- EXERCISE INSTRUCTIONS -
Stop after the line containing "pub fn cost_now(&self)"; retype every line of the data before it exactly, starting from the first.

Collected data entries
= Beginning of Section =

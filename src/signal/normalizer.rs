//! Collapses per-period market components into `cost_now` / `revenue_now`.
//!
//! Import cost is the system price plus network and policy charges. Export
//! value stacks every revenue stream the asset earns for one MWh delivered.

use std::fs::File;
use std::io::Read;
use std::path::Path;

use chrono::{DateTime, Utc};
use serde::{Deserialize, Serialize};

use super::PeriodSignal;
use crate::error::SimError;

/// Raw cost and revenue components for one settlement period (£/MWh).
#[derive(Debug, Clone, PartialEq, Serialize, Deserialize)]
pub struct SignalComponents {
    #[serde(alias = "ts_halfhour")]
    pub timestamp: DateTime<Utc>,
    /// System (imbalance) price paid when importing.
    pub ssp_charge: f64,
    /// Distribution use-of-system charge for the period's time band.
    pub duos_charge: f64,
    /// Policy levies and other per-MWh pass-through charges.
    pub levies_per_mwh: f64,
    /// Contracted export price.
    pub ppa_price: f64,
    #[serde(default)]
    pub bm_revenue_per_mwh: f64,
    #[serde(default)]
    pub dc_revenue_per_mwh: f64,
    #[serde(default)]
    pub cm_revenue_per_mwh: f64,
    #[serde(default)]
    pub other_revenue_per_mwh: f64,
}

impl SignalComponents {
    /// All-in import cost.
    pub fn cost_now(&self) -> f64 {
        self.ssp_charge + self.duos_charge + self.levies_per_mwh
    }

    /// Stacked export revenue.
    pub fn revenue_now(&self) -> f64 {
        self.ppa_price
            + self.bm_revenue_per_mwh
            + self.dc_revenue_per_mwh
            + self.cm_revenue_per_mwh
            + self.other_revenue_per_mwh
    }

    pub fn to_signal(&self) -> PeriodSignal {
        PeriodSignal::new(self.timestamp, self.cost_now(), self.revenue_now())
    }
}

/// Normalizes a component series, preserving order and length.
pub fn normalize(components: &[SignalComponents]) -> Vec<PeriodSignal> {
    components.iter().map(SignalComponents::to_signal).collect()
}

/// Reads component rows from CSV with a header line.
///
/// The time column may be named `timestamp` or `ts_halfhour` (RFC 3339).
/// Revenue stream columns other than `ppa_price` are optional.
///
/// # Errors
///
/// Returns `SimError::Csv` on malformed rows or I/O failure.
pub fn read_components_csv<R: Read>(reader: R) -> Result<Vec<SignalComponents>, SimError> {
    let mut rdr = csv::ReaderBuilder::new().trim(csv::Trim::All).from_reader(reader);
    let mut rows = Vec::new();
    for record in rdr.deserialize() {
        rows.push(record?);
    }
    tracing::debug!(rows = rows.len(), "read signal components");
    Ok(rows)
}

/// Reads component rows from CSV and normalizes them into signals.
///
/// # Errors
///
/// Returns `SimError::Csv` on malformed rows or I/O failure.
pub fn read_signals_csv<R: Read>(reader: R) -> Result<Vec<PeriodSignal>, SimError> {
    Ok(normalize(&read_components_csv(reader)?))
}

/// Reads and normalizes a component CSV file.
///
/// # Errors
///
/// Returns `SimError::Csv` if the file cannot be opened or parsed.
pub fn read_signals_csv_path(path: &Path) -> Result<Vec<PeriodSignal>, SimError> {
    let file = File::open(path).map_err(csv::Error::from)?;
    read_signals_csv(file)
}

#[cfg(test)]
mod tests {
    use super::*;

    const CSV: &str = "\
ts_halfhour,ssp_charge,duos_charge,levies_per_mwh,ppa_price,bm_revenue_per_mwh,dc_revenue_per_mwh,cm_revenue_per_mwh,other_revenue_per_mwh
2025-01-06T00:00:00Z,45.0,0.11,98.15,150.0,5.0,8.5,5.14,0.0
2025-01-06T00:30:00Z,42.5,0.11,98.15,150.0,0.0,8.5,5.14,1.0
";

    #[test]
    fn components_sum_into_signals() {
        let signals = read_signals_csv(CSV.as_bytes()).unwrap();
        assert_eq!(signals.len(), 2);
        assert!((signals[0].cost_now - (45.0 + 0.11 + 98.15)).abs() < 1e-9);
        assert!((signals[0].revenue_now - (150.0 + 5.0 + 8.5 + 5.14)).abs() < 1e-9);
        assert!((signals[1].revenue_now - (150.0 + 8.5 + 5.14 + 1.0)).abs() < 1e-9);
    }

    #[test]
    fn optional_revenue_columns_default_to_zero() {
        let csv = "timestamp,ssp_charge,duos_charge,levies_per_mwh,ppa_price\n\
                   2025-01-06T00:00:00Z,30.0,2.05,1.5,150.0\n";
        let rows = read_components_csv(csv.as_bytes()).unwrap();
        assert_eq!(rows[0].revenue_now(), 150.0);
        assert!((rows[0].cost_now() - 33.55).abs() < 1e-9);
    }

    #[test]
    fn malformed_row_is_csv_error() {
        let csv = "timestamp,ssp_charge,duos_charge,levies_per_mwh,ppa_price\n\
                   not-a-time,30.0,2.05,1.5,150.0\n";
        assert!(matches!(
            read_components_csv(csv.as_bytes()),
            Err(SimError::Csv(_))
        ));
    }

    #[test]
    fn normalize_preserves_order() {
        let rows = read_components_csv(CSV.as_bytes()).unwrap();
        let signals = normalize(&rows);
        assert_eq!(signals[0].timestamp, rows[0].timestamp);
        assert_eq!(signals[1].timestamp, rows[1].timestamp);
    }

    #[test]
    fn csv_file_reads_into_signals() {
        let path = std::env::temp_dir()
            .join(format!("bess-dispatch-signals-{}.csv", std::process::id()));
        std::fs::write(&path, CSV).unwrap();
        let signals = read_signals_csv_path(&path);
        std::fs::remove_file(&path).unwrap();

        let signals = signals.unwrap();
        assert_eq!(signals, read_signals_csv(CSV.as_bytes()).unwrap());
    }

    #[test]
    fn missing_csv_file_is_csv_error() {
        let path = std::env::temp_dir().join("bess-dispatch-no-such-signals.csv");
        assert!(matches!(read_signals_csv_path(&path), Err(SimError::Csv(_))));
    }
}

= End of Section =

- WRITTEN ANSWER -
filename src/signal/normalizer.rs
//! Collapses per-period market components into `cost_now` / `revenue_now`.
//!
//! Import cost is the system price plus network and policy charges. Export
//! value stacks every revenue stream the asset earns for one MWh delivered.

use std::fs::File;
use std::io::Read;
use std::path::Path;

use chrono::{DateTime, Utc};
use serde::{Deserialize, Serialize};

use super::PeriodSignal;
use crate::error::SimError;

/// Raw cost and revenue components for one settlement period (£/MWh).
#[derive(Debug, Clone, PartialEq, Serialize, Deserialize)]
pub struct SignalComponents {
    #[serde(alias = "ts_halfhour")]
    pub timestamp: DateTime<Utc>,
    /// System (imbalance) price paid when importing.
    pub ssp_charge: f64,
    /// Distribution use-of-system charge for the period's time band.
    pub duos_charge: f64,
    /// Policy levies and other per-MWh pass-through charges.
    pub levies_per_mwh: f64,
    /// Contracted export price.
    pub ppa_price: f64,
    #[serde(default)]
    pub bm_revenue_per_mwh: f64,
    #[serde(default)]
    pub dc_revenue_per_mwh: f64,
    #[serde(default)]
    pub cm_revenue_per_mwh: f64,
    #[serde(default)]
    pub other_revenue_per_mwh: f64,
}

impl SignalComponents {
    /// All-in import cost.
    pub fn cost_now(&self) -> f64 {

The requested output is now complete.